New Year’s Hope
Poems about small hopes, from Kathleen Hellen, Becky Sakellariou, Paula Sergi, and Martin Steyer.
TRANSCRIPT
It’s 2026! One of our hopes for the new year is that it won’t take us too long to remember to write 2026 rather than 2025 on our checks and letters and the various forms we have to fill out. But we often start the new year with other hopes, as well. When you’re younger, you tend to have higher, more concrete hopes—a new job, a new president, world peace, that sort of thing. As we get older, our hopes for the future are often smaller, maybe more within our control. That’s what this episode of Burning Bright is about.
We’ll start with Kathleen Hellen’s poem “Anthem at Graduation.” She dedicated it to James Weldon Johnson (1871-1938) and Jimi Hendrix (1942-1970).
We sing the Book of Numbers
Mums, gladiolas swelling in their ribboned dress
Vaudeville of rejoicing, each a Lazarus
A choir of black faces, staged
Not run away but faith rehearsed
In normal schools for coloreds
In run-down auditoriums
There is a prayer after despair
Be not afraid
Kathleen Hellen’s “Anthem at Graduation” from Passager’s Martin Luther King commemorative issue.
Becky Sakellariou said, “I love little odd, random pieces of information, especially scientific facts. Sometimes these bits suddenly fit into a new order, and a poem comes.” Here’s Becky’s poem from Passager’s 2011 Poetry Contest issue “White Matter.”
Her collarbone filled with light when he told her
about the old New York City subway cars hurled into the Atlantic
off the Maryland coast to create an artificial reef for marine life.
Later she saw fields of thistles, wild vines, mustard blossoms.
It rained mint, and she learned that the volume of white matter
in her brain would expand as soon as she learned to juggle.
She heard his skin pulsing with gratitude, noticed the sky
around his head vibrating in a frequency like stained glass.
His voice became a line of perfect crystals without a single blemish.
At dawn, the sea gull and the crow carried her to the land
between the sun and the moon where she watched the sun
drop color over oranges, blackberries, water.
She was all white, an elegy to unyielding space, dead men and wolves.
The sea turtles swam into the sound of years, imprinted with their return.
There was no end to what she saw and heard.

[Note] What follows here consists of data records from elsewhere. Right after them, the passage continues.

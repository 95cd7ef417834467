//! In-process broker implementing the transport traits.
//!
//! Backs the test suite and broker-less local runs. Mirrors the AMQP
//! semantics the pipeline relies on: durable-style queues, fanout
//! bindings with empty routing keys, per-channel delivery tags, and
//! manual ack/nack with requeue. Failure injection hooks simulate
//! connect failures and dropped channels.

use std::collections::{HashMap, HashSet, VecDeque};
use std::sync::{Arc, Mutex};

use async_trait::async_trait;
use tokio::sync::mpsc;

use super::{Channel, Connection, Delivery, DeliveryStream, Transport, TransportError};

#[derive(Debug, Clone)]
struct PendingMessage {
    body: Vec<u8>,
    redelivered: bool,
}

struct RegisteredConsumer {
    channel_id: u64,
    sender: mpsc::UnboundedSender<Delivery>,
}

#[derive(Default)]
struct ChannelState {
    next_tag: u64,
    open: bool,
}

struct Unacked {
    queue: String,
    body: Vec<u8>,
}

#[derive(Default)]
struct BrokerState {
    exchanges: HashSet<String>,
    queues: HashMap<String, VecDeque<PendingMessage>>,
    // exchange name -> bound queue names
    bindings: HashMap<String, Vec<String>>,
    consumers: HashMap<String, RegisteredConsumer>,
    channels: HashMap<u64, ChannelState>,
    // (channel id, delivery tag) -> message awaiting ack
    unacked: HashMap<(u64, u64), Unacked>,
    next_channel_id: u64,
    connect_failures_remaining: u32,
}

impl BrokerState {
    /// Route one message to a queue: straight to a live consumer when
    /// one is registered, otherwise parked in the queue.
    fn deliver(&mut self, queue: &str, body: Vec<u8>, redelivered: bool) {
        let consumer_route = self.consumers.get(queue).and_then(|consumer| {
            let open = self
                .channels
                .get(&consumer.channel_id)
                .map(|c| c.open)
                .unwrap_or(false);
            open.then(|| (consumer.channel_id, consumer.sender.clone()))
        });

        if let Some((channel_id, sender)) = consumer_route {
            if let Some(channel) = self.channels.get_mut(&channel_id) {
                channel.next_tag += 1;
                let delivery_tag = channel.next_tag;
                let sent = sender
                    .send(Delivery {
                        body: body.clone(),
                        delivery_tag,
                        redelivered,
                    })
                    .is_ok();
                if sent {
                    self.unacked.insert(
                        (channel_id, delivery_tag),
                        Unacked {
                            queue: queue.to_string(),
                            body,
                        },
                    );
                    return;
                }
                // Receiver dropped; unregister and park the message
                self.consumers.remove(queue);
            }
        }

        if let Some(pending) = self.queues.get_mut(queue) {
            pending.push_back(PendingMessage { body, redelivered });
        }
    }
}

/// Shared in-process broker. Cloning shares the same broker state.
#[derive(Clone, Default)]
pub struct MemoryBroker {
    state: Arc<Mutex<BrokerState>>,
}

impl MemoryBroker {
    pub fn new() -> Self {
        Self::default()
    }

    /// Make the next `count` connect attempts fail.
    pub fn fail_connects(&self, count: u32) {
        self.state.lock().unwrap().connect_failures_remaining = count;
    }

    /// Simulate a dropped connection: every open channel goes dead and
    /// its unacked messages return to their queues as redeliveries.
    pub fn close_all_channels(&self) {
        let mut state = self.state.lock().unwrap();
        for channel in state.channels.values_mut() {
            channel.open = false;
        }
        let orphaned: Vec<(u64, u64)> = state.unacked.keys().copied().collect();
        for key in orphaned {
            if let Some(unacked) = state.unacked.remove(&key) {
                if let Some(pending) = state.queues.get_mut(&unacked.queue) {
                    pending.push_back(PendingMessage {
                        body: unacked.body,
                        redelivered: true,
                    });
                }
            }
        }
        state.consumers.clear();
    }

    /// Messages currently available or awaiting ack on a queue.
    pub fn queue_depth(&self, queue: &str) -> usize {
        let state = self.state.lock().unwrap();
        let pending = state.queues.get(queue).map(|q| q.len()).unwrap_or(0);
        let unacked = state.unacked.values().filter(|u| u.queue == queue).count();
        pending + unacked
    }

    /// Messages awaiting ack on a queue.
    pub fn unacked_count(&self, queue: &str) -> usize {
        let state = self.state.lock().unwrap();
        state.unacked.values().filter(|u| u.queue == queue).count()
    }
}

#[async_trait]
impl Transport for MemoryBroker {
    async fn connect(&self, _uri: &str) -> Result<Box<dyn Connection>, TransportError> {
        {
            let mut state = self.state.lock().unwrap();
            if state.connect_failures_remaining > 0 {
                state.connect_failures_remaining -= 1;
                return Err(TransportError::Connect("simulated connect failure".to_string()));
            }
        }
        Ok(Box::new(MemoryConnection {
            state: self.state.clone(),
        }))
    }
}

pub struct MemoryConnection {
    state: Arc<Mutex<BrokerState>>,
}

#[async_trait]
impl Connection for MemoryConnection {
    async fn create_channel(&self) -> Result<Box<dyn Channel>, TransportError> {
        let mut state = self.state.lock().unwrap();
        state.next_channel_id += 1;
        let id = state.next_channel_id;
        state.channels.insert(id, ChannelState { next_tag: 0, open: true });
        Ok(Box::new(MemoryChannel {
            state: self.state.clone(),
            id,
        }))
    }

    fn is_open(&self) -> bool {
        true
    }
}

pub struct MemoryChannel {
    state: Arc<Mutex<BrokerState>>,
    id: u64,
}

impl MemoryChannel {
    fn ensure_open(&self, state: &BrokerState) -> Result<(), TransportError> {
        let open = state.channels.get(&self.id).map(|c| c.open).unwrap_or(false);
        if open {
            Ok(())
        } else {
            Err(TransportError::ChannelClosed)
        }
    }
}

#[async_trait]
impl Channel for MemoryChannel {
    async fn declare_fanout_exchange(&self, name: &str) -> Result<(), TransportError> {
        let mut state = self.state.lock().unwrap();
        self.ensure_open(&state)?;
        state.exchanges.insert(name.to_string());
        state.bindings.entry(name.to_string()).or_default();
        Ok(())
    }

    async fn declare_queue(&self, name: &str) -> Result<(), TransportError> {
        let mut state = self.state.lock().unwrap();
        self.ensure_open(&state)?;
        state.queues.entry(name.to_string()).or_default();
        Ok(())
    }

    async fn bind_queue(&self, queue: &str, exchange: &str) -> Result<(), TransportError> {
        let mut state = self.state.lock().unwrap();
        self.ensure_open(&state)?;
        if !state.queues.contains_key(queue) {
            return Err(TransportError::UnknownQueue(queue.to_string()));
        }
        let bound = state.bindings.entry(exchange.to_string()).or_default();
        if !bound.iter().any(|q| q == queue) {
            bound.push(queue.to_string());
        }
        Ok(())
    }

    async fn publish(
        &self,
        exchange: &str,
        routing_key: &str,
        _persistent: bool,
        body: &[u8],
    ) -> Result<(), TransportError> {
        let mut state = self.state.lock().unwrap();
        self.ensure_open(&state)?;

        if exchange.is_empty() {
            // Default-exchange semantics: route straight to the queue
            // named by the routing key, drop if it does not exist.
            if state.queues.contains_key(routing_key) {
                state.deliver(routing_key, body.to_vec(), false);
            }
        } else {
            let targets: Vec<String> = state
                .bindings
                .get(exchange)
                .map(|queues| queues.clone())
                .unwrap_or_default();
            for queue in targets {
                state.deliver(&queue, body.to_vec(), false);
            }
        }
        Ok(())
    }

    async fn consume(&self, queue: &str, _consumer_tag: &str) -> Result<DeliveryStream, TransportError> {
        let (sender, receiver) = mpsc::unbounded_channel();
        {
            let mut state = self.state.lock().unwrap();
            self.ensure_open(&state)?;
            if !state.queues.contains_key(queue) {
                return Err(TransportError::UnknownQueue(queue.to_string()));
            }
            state.consumers.insert(
                queue.to_string(),
                RegisteredConsumer {
                    channel_id: self.id,
                    sender,
                },
            );
            // Drain everything parked on the queue to the new consumer
            let parked: Vec<PendingMessage> = state
                .queues
                .get_mut(queue)
                .map(|q| q.drain(..).collect())
                .unwrap_or_default();
            for message in parked {
                state.deliver(queue, message.body, message.redelivered);
            }
        }

        let stream = futures::stream::unfold(receiver, |mut receiver| async move {
            receiver.recv().await.map(|delivery| (Ok(delivery), receiver))
        });
        Ok(Box::pin(stream))
    }

    async fn ack(&self, delivery_tag: u64) -> Result<(), TransportError> {
        let mut state = self.state.lock().unwrap();
        self.ensure_open(&state)?;
        state.unacked.remove(&(self.id, delivery_tag));
        Ok(())
    }

    async fn nack(&self, delivery_tag: u64, requeue: bool) -> Result<(), TransportError> {
        let mut state = self.state.lock().unwrap();
        self.ensure_open(&state)?;
        if let Some(unacked) = state.unacked.remove(&(self.id, delivery_tag)) {
            if requeue {
                let queue = unacked.queue.clone();
                if let Some(pending) = state.queues.get_mut(&queue) {
                    pending.push_back(PendingMessage {
                        body: unacked.body,
                        redelivered: true,
                    });
                }
            }
        }
        Ok(())
    }

    fn is_open(&self) -> bool {
        let state = self.state.lock().unwrap();
        state.channels.get(&self.id).map(|c| c.open).unwrap_or(false)
    }
}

“White Matter,” Becky Sakellariou.
Paula Sergi said, “Challenging times in the family and a long Wisconsin winter had me isolating myself and questioning my resilience. The promise of an eventual Spring and a meditation practice led me to write the opening lines of this poem as a declaration of renewal. From there the poem wrote itself and this process of discovery brought me to a sort of spiritual transcendence.” She said, ‘The poem recalls a quote from Joseph Campbell: “Participate joyfully in the sorrows of the world.”’ Here’s Paula Sergi’s poem “Registration.”

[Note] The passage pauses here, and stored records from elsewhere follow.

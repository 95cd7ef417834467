//! Queue subscription, envelope decoding, and typed dispatch.
//!
//! Per-delivery state machine: Received -> Processing -> Acked |
//! Rejected. A malformed envelope is logged and left unacked for the
//! broker's own redelivery policy; an unrecognized `messageType` is
//! logged and ACKED, so a message nobody handles cannot loop through
//! redelivery forever. Handler failures never escape the loop.

use std::collections::HashMap;
use std::sync::Arc;

use async_trait::async_trait;
use futures::StreamExt;
use tokio::sync::watch;
use tracing::{debug, error, info, warn};

use crate::error::ConsumeError;
use crate::supervisor::BrokerLink;
use crate::transport::Delivery;
use crate::types::{Envelope, Event, Header};

/// Processes one decoded event. Failures are local to the delivery.
#[async_trait]
pub trait EventHandler: Send + Sync {
    fn name(&self) -> &'static str;

    async fn handle(&self, header: &Header, event: &Event) -> anyhow::Result<()>;
}

/// Dispatch table keyed by `messageType`.
#[derive(Default)]
pub struct HandlerTable {
    handlers: HashMap<String, Arc<dyn EventHandler>>,
}

impl HandlerTable {
    pub fn new() -> Self {
        Self::default()
    }

    pub fn register(mut self, message_type: impl Into<String>, handler: Arc<dyn EventHandler>) -> Self {
        self.handlers.insert(message_type.into(), handler);
        self
    }

    pub fn get(&self, message_type: &str) -> Option<&Arc<dyn EventHandler>> {
        self.handlers.get(message_type)
    }

    pub fn len(&self) -> usize {
        self.handlers.len()
    }

    pub fn is_empty(&self) -> bool {
        self.handlers.is_empty()
    }
}

/// Manual-ack consumer bound to one queue.
pub struct Consumer {
    link: BrokerLink,
    queue: String,
    handlers: HandlerTable,
    shutdown: watch::Receiver<bool>,
}

impl Consumer {
    pub fn new(
        link: BrokerLink,
        queue: impl Into<String>,
        handlers: HandlerTable,
        shutdown: watch::Receiver<bool>,
    ) -> Self {
        Self {
            link,
            queue: queue.into(),
            handlers,
            shutdown,
        }
    }

    /// Consume until shutdown is signalled or the delivery stream ends.
    ///
    /// Deliveries are processed in arrival order; the in-flight
    /// delivery finishes before shutdown is honored.
    pub async fn run(self) -> Result<(), ConsumeError> {
        let mut stream = self.link.channel.consume(&self.queue, "mqpipeline-consumer").await?;
        info!(queue = %self.queue, handlers = self.handlers.len(), "consumer started");

        let mut shutdown = self.shutdown.clone();
        loop {
            tokio::select! {
                changed = shutdown.changed() => {
                    if changed.is_err() || *shutdown.borrow() {
                        info!(queue = %self.queue, "consumer shutting down");
                        break;
                    }
                }
                next = stream.next() => {
                    match next {
                        None => {
                            warn!(queue = %self.queue, "delivery stream ended");
                            break;
                        }
                        Some(Err(e)) => {
                            error!(error = %e, queue = %self.queue, "delivery stream error");
                        }
                        Some(Ok(delivery)) => {
                            self.process(delivery).await;
                        }
                    }
                }
            }
        }
        Ok(())
    }

    /// Handle one delivery. Acks at most once; never panics the loop.
    async fn process(&self, delivery: Delivery) {
        let tag = delivery.delivery_tag;

        let envelope = match Envelope::from_bytes(&delivery.body) {
            Ok(envelope) => envelope,
            Err(e) => {
                // Left unacked: the broker's redelivery/dead-letter
                // policy owns malformed messages.
                error!(error = %e, delivery_tag = tag, redelivered = delivery.redelivered, "malformed envelope, not acknowledging");
                return;
            }
        };

        let message_type = envelope.header.message_type.clone();
        let handler = match self.handlers.get(&message_type) {
            Some(handler) => handler,
            None => {
                // Deliberate: acked so an unhandled type does not spin
                // through redelivery as a poison message.
                warn!(%message_type, delivery_tag = tag, "no handler for message type, acknowledging");
                self.ack(tag).await;
                return;
            }
        };

        let event = match Event::from_envelope(&envelope) {
            Ok(event) => event,
            Err(e) => {
                error!(error = %e, %message_type, delivery_tag = tag, "payload decode failed, not acknowledging");
                return;
            }
        };

        debug!(
            %message_type,
            correlation_id = %envelope.header.correlation_id,
            handler = handler.name(),
            "dispatching delivery"
        );

        match handler.handle(&envelope.header, &event).await {
            Ok(()) => self.ack(tag).await,
            Err(e) => {
                // Left unacked for redelivery; one bad message must
                // never terminate the consumer.
                error!(error = %e, %message_type, handler = handler.name(), delivery_tag = tag, "handler failed, not acknowledging");
            }
        }
    }

    async fn ack(&self, delivery_tag: u64) {
        if let Err(e) = self.link.channel.ack(delivery_tag).await {
            error!(error = %e, delivery_tag, "ack failed");
        }
    }
}

#[cfg(test)]
mod tests {
    use super::*;
    use crate::policy::PolicyConfig;
    use crate::supervisor::ConnectionSupervisor;
    use crate::topology::TopologySpec;
    use crate::transport::MemoryBroker;
    use serde_json::json;
    use std::sync::atomic::{AtomicU32, Ordering};
    use std::time::Duration;

    #[derive(Default)]
    struct CountingHandler {
        calls: AtomicU32,
        fail: bool,
    }

    #[async_trait]
    impl EventHandler for CountingHandler {
        fn name(&self) -> &'static str {
            "counting"
        }

        async fn handle(&self, _header: &Header, _event: &Event) -> anyhow::Result<()> {
            self.calls.fetch_add(1, Ordering::SeqCst);
            if self.fail {
                anyhow::bail!("simulated handler failure");
            }
            Ok(())
        }
    }

    async fn link(broker: &MemoryBroker) -> BrokerLink {
        ConnectionSupervisor::new(Arc::new(broker.clone()), "memory://", PolicyConfig::default())
            .acquire()
            .await
            .unwrap()
    }

    /// Runs a consumer over whatever is on the queue, then shuts down.
    async fn drain(broker: &MemoryBroker, queue: &str, handlers: HandlerTable) {
        let link = link(broker).await;
        let (tx, rx) = watch::channel(false);
        let consumer = Consumer::new(link, queue, handlers, rx);
        let handle = tokio::spawn(consumer.run());
        tokio::time::sleep(Duration::from_secs(1)).await;
        tx.send(true).unwrap();
        handle.await.unwrap().unwrap();
    }

    async fn seed(broker: &MemoryBroker, queue: &str, body: &[u8]) {
        let link = link(broker).await;
        TopologySpec {
            work_queue: queue.to_string(),
            fanout_exchange: "events".to_string(),
            broadcast_queues: vec![],
        }
        .ensure(link.channel.as_ref())
        .await
        .unwrap();
        link.channel.publish("", queue, true, body).await.unwrap();
    }

    #[tokio::test(start_paused = true)]
    async fn test_valid_envelope_dispatches_once_and_acks() {
        let broker = MemoryBroker::new();
        let envelope = Envelope::new("NewCustomer", "test", json!({
            "customerId": "C-1",
            "firstName": "Ada",
            "lastName": "Lovelace",
            "documentNumber": "1",
            "phoneNumber": "2",
            "address": {"street": "s", "city": "c", "country": "x"}
        }));
        seed(&broker, "work", &envelope.to_bytes().unwrap()).await;

        let handler = Arc::new(CountingHandler::default());
        let handlers = HandlerTable::new().register("NewCustomer", handler.clone());
        drain(&broker, "work", handlers).await;

        assert_eq!(handler.calls.load(Ordering::SeqCst), 1);
        assert_eq!(broker.queue_depth("work"), 0);
    }

    #[tokio::test(start_paused = true)]
    async fn test_missing_header_is_not_acked() {
        let broker = MemoryBroker::new();
        seed(&broker, "work", br#"{"payload":{}}"#).await;

        let handler = Arc::new(CountingHandler::default());
        let handlers = HandlerTable::new().register("NewCustomer", handler.clone());
        drain(&broker, "work", handlers).await;

        assert_eq!(handler.calls.load(Ordering::SeqCst), 0);
        // Still on the queue for redelivery
        assert_eq!(broker.queue_depth("work"), 1);
    }

    #[tokio::test(start_paused = true)]
    async fn test_unknown_message_type_is_acked() {
        let broker = MemoryBroker::new();
        let envelope = Envelope::new("FooBar", "test", json!({}));
        seed(&broker, "work", &envelope.to_bytes().unwrap()).await;

        let handler = Arc::new(CountingHandler::default());
        let handlers = HandlerTable::new().register("NewCustomer", handler.clone());
        drain(&broker, "work", handlers).await;

        assert_eq!(handler.calls.load(Ordering::SeqCst), 0);
        // Queue depth decreased: the unknown type was acknowledged
        assert_eq!(broker.queue_depth("work"), 0);
    }

    #[tokio::test(start_paused = true)]
    async fn test_handler_failure_leaves_delivery_unacked() {
        let broker = MemoryBroker::new();
        let envelope = Envelope::new("FooBar", "test", json!({"x": 1}));
        seed(&broker, "work", &envelope.to_bytes().unwrap()).await;

        let handler = Arc::new(CountingHandler {
            calls: AtomicU32::new(0),
            fail: true,
        });
        let handlers = HandlerTable::new().register("FooBar", handler.clone());
        drain(&broker, "work", handlers).await;

        assert_eq!(handler.calls.load(Ordering::SeqCst), 1);
        assert_eq!(broker.queue_depth("work"), 1);
    }

    #[tokio::test(start_paused = true)]
    async fn test_deliveries_processed_in_order() {
        let broker = MemoryBroker::new();
        let first = Envelope::new("FooBar", "test", json!({"n": 1}));
        let second = Envelope::new("FooBar", "test", json!({"n": 2}));
        seed(&broker, "work", &first.to_bytes().unwrap()).await;
        {
            let link = link(&broker).await;
            link.channel
                .publish("", "work", true, &second.to_bytes().unwrap())
                .await
                .unwrap();
        }

        #[derive(Default)]
        struct OrderHandler {
            seen: std::sync::Mutex<Vec<i64>>,
        }

        #[async_trait]
        impl EventHandler for OrderHandler {
            fn name(&self) -> &'static str {
                "order"
            }

            async fn handle(&self, _header: &Header, event: &Event) -> anyhow::Result<()> {
                if let Event::Unknown { payload, .. } = event {
                    self.seen.lock().unwrap().push(payload["n"].as_i64().unwrap_or(-1));
                }
                Ok(())
            }
        }

        let handler = Arc::new(OrderHandler::default());
        let handlers = HandlerTable::new().register("FooBar", handler.clone());
        drain(&broker, "work", handlers).await;

        assert_eq!(*handler.seen.lock().unwrap(), vec![1, 2]);
    }
}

Sign me up to walk with the living.
My password has always been Heathen
with an exclamation point
but now I’m not so sure.
I’m registering today after
months of being dormant.
The only committees I’ll be on
will have to deal with others,
not the ones you’d expect
to be in this group, not only
those who look or think like me
but the fragile, more fragile
than me even, the thin, bedraggled,
the misfits and malcontents
the undernourished and unprotected,
the ones who question endlessly,
annoyingly, and frustrate me when
I’m so sure I’m doing well,
I’m on the right path. Bill me later
in case I change my mind. Send me
notice on my happy days of sunshine,
that someone else, right now
suffers. Give me their address.
Strengthen my signal.
From Passager’s 2023 Poetry Contest issue, “Registration” by Paula Sergi.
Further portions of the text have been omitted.